After buying a book on scroll sawing portraits by Gary Browning and taking one class at a nearby Woodcraft store, I decided to attempt doing family portraits. Now, understand: I can't draw a stick figure. If it has more than two lines in it, I'm dead in the water when it comes to drawing.
Since my husband is retired military and still sports a military haircut, I decided his portrait would be the one to start with. His portrait actually wasn't difficult to do, and you will find his finished portrait below.
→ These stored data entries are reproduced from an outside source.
//! Per-connection session handling (§4.5 "Session worker per connection").

use rand::RngCore;
use tokio::io::{AsyncRead, AsyncWrite};
use tracing::{info, warn};

use crate::message::{AgentInfo, Message};
use crate::session::Session;
use crate::vm::{link, Value};

use super::commandlog::CommandRecord;
use super::registry::AgentRecord;
use super::Hub;

/// Per-connection state exclusive to the worker task bound to it (§3
/// "Session state"): the current anti-replay token and, once handshaken,
/// the agent identifier this connection owns.
struct SessionState {
    token: u64,
    agent_id: Option<u64>,
}

/// Drives one accepted connection to completion. Terminates (returns) on any
/// parse/validation error, a signature-token mismatch, or the peer closing
/// the stream (§4.5 "Failure semantics").
pub async fn run<S: AsyncRead + AsyncWrite + Unpin>(hub: &Hub, stream: S, peer_addr: String) {
    let mut session = Session::new(stream);
    let mut state = SessionState {
        token: rand::thread_rng().next_u64(),
        agent_id: None,
    };

    loop {
        let packet = match session.read_packet().await {
            Ok(packet) => packet,
            Err(err) => {
                info!(peer = %peer_addr, error = %err, "session ended");
                break;
            }
        };
        let message = match Message::deserialize(&packet.payload) {
            Ok(message) => message,
            Err(err) => {
                warn!(peer = %peer_addr, error = %err, "malformed message, terminating session");
                break;
            }
        };

        if message.requires_signature() {
            if packet.verify(&hub.operator_trust).is_err() {
                warn!(peer = %peer_addr, "unverified signature, terminating session");
                let _ = session.write_message(&Message::Unsigned).await;
                break;
            }
            let stoken = message.signature_token().expect("checked by requires_signature");
            if stoken != state.token {
                warn!(peer = %peer_addr, "signature token mismatch, terminating session");
                let _ = session.write_message(&Message::BadRequest("bad token".into())).await;
                break; // property 10: token is NOT rotated on a rejected request
            }
            state.token = rand::thread_rng().next_u64();
        }

        let reply = match dispatch(hub, &mut state, &peer_addr, &mut session, message).await {
            Ok(reply) => reply,
            Err(err) => {
                warn!(peer = %peer_addr, error = %err, "handler failed, terminating session");
                break;
            }
        };
        if let Some(reply) = reply
            && session.write_message(&reply).await.is_err()
        {
            break;
        }
    }

    if let Some(id) = state.agent_id {
        hub.registry.mark_done(id).await;
    }
}

async fn dispatch<S: AsyncRead + AsyncWrite + Unpin>(
    hub: &Hub,
    state: &mut SessionState,
    peer_addr: &str,
    session: &mut Session<S>,
    message: Message,
) -> Result<Option<Message>, crate::session::SessionError> {
    Ok(Some(match message {
        Message::Ping { token } => Message::PingReply { token },
        Message::SignedPing { ptoken, .. } => Message::SignedPingReply { ptoken },

        Message::Handshake { facts } => {
            let id = hub.registry.allocate_new(peer_addr.to_string(), facts).await;
            state.agent_id = Some(id);
            Message::HandshakeReply { id }
        }
        Message::TokenRequest => Message::Token { token: state.token },

        Message::Clients { .. } => Message::ClientsReply {
            ids: hub.registry.list_ids().await,
        },
        Message::ClientQuery { id, .. } => match hub.registry.get(id).await {
            Some(record) => Message::ClientQueryReply {
                found: true,
                info: Some(AgentInfo {
                    id: record.id,
                    address: record.address,
                    facts: record.facts,
                }),
            },
            None => Message::ClientQueryReply {
                found: false,
                info: None,
            },
        },

        Message::ProxyRequest {
            max_targets,
            program,
            issued_on,
            expires_on,
            payload,
            ..
        } => {
            // Delivery happens exclusively through an agent's own
            // `FetchProxyRequest` poll (§4.5 "Agent fetch path"); inserting a
            // command never pushes it to anyone, so nothing is relayed yet.
            let command_id = hub
                .commands
                .insert(CommandRecord {
                    id: 0,
                    program,
                    issued_on,
                    expires_on,
                    payload,
                    max_targets,
                })
                .await;
            Message::ProxyReply {
                relayed_to: hub.commands.delivered_to(command_id).await,
            }
        }

        Message::FetchProxyRequest { from, to } => {
            let Some(agent_id) = state.agent_id else {
                return Ok(Some(Message::BadRequest(
                    "FetchProxyRequest before Handshake".into(),
                )));
            };
            let Some(agent) = hub.registry.get(agent_id).await else {
                return Ok(Some(Message::FetchProxyReply));
            };
            let now = crate::time::now_millis();
            let candidates = hub.commands.scan_candidates(from, to, now).await;
            for command in candidates {
                // Property 9 (§8): a command with `expires_on <= now` is never
                // delivered, independent of whether the periodic GC has swept it
                // yet (§4.5 "Command record ... removed when `now >= expires_at`").
                if command.expires_on <= now {
                    continue;
                }
                if !hub.commands.may_deliver(command.id, command.max_targets, agent.id).await {
                    continue;
                }
                if !predicate_matches(&command.program, &agent) {
                    continue;
                }
                hub.commands.record_delivery(command.id, agent.id).await;
                session.write_message(&Message::ProxyPayload(command.payload)).await?;
            }
            Message::FetchProxyReply
        }

        // Replies and errors are never dispatched as requests.
        other => Message::BadRequest(format!("unexpected request {}", other.command_name())),
    }))
}

/// Links `program` against `agent`'s facts and runs it to a boolean verdict,
/// skipping (returning `false`) on any link or execution failure, or on a
/// non-boolean final value (§4.5 "Any predicate link/execute failure ...
/// skips that agent"; §9 open question: non-boolean verdict skips).
fn predicate_matches(program: &crate::vm::BuiltProgram, agent: &AgentRecord) -> bool {
    let facts = agent.facts.to_reserved_map(&agent.address);
    let linked = match link(program, &facts) {
        Ok(linked) => linked,
        Err(_) => return false,
    };
    matches!(crate::vm::execute(&linked), Ok(Value::Bool(true)))
}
Encouraged by the success of my husband's portrait, I eagerly went to work on one of me. I didn't have the computer technology at the time to assist me, so I used a light box under my photo to outline my picture on tracing paper, then did a lot of pencil work (and erasing) to end up with something that I thought might work. I double checked my lines many times, making sure I hadn't made a mistake that would drop a big piece of wood out of the picture. It wasn't until that last stroke of the scroll saw blade that I finally knew I had drawn it out ok. It always LOOKED like it would saw ok, but I've thought that many times only to make a cut that instantly wrecked the whole project.
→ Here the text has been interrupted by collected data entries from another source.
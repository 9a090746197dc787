//! The agent binary: connects to a hub, reports its facts, and polls for
//! proxy commands (§4.5 "Agent fetch path", §4.9).

use clap::Parser;
use signet::message::Message;
use signet::session::Session;
use signet::transport;
use signet::SystemFacts;
use std::time::Duration;
use tracing::{error, info, warn};

#[derive(Parser)]
#[command(name = "signet-agent", version, about = "Signet agent")]
struct Args {
    /// Hub address to connect to.
    #[arg(short = 'H', long, default_value = "127.0.0.1:4433")]
    hub: String,

    /// How often to poll the hub for new commands, in milliseconds.
    #[arg(short, long, default_value = "2000")]
    poll_interval_ms: u64,
}

/// Collects the facts the hub reserves for predicate linking (§6). Real
/// system-fact collection is out of scope (§1) — this covers only what the
/// standard library can report portably.
fn collect_facts() -> SystemFacts {
    let num_cpu = std::thread::available_parallelism()
        .map(|n| n.get() as i64)
        .unwrap_or(1);
    SystemFacts {
        num_cpu,
        cpuid_cpu: num_cpu,
        goos: std::env::consts::OS.to_string(),
        arch: std::env::consts::ARCH.to_string(),
        hostname: std::env::var("HOSTNAME").unwrap_or_default(),
        username: std::env::var("USER").unwrap_or_default(),
        home_dir: std::env::var("HOME").unwrap_or_default(),
        exec_path: std::env::current_exe()
            .map(|p| p.display().to_string())
            .unwrap_or_default(),
        features: 0,
    }
}

#[tokio::main]
async fn main() {
    tracing_subscriber::fmt()
        .with_env_filter(
            tracing_subscriber::EnvFilter::from_default_env()
                .add_directive("signet=info".parse().unwrap()),
        )
        .init();

    let args = Args::parse();

    let stream = match transport::connect(args.hub.as_str()).await {
        Ok(stream) => stream,
        Err(err) => {
            error!("failed to connect to hub {}: {err}", args.hub);
            return;
        }
    };
    let mut session = Session::new(stream);

    let facts = collect_facts();
    session
        .write_message(&Message::Handshake { facts })
        .await
        .expect("handshake write failed");
    let agent_id = match session.read_message().await {
        Ok(Message::HandshakeReply { id }) => id,
        Ok(other) => {
            error!("unexpected handshake reply {other:?}");
            return;
        }
        Err(err) => {
            error!("handshake failed: {err}");
            return;
        }
    };
    info!("handshake complete, agent id = {agent_id:#018x}");

    let mut last_to = 0i64;
    let mut ticker = tokio::time::interval(Duration::from_millis(args.poll_interval_ms));
    loop {
        ticker.tick().await;
        let now = signet::time::now_millis();
        if let Err(err) = session
            .write_message(&Message::FetchProxyRequest {
                from: last_to,
                to: now,
            })
            .await
        {
            warn!("fetch request failed: {err}, reconnecting is not implemented, exiting");
            return;
        }
        last_to = now;

        loop {
            match session.read_message().await {
                Ok(Message::ProxyPayload(packet)) => {
                    info!("received command payload ({} bytes)", packet.payload.len());
                }
                Ok(Message::FetchProxyReply) => break,
                Ok(other) => {
                    warn!("unexpected message while fetching: {other:?}");
                    break;
                }
                Err(err) => {
                    error!("session error: {err}");
                    return;
                }
            }
        }
    }
}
Here is the finished portrait of my husband. His military hair cut and straight jaw line made doing his portrait a piece of cake!
This isn't really my Uncle Marvin, but thought I'd add it to the "Portraits" section to show that profiles are easily accomplished on the scroll saw, as well.
Based on this photo:
After doing this project, my portrait skills went to the dogs...literally! My next portrait was of a friend's dog, Buddy. His beautiful mug shares a spot in this section, too, with a copy of the actual photo.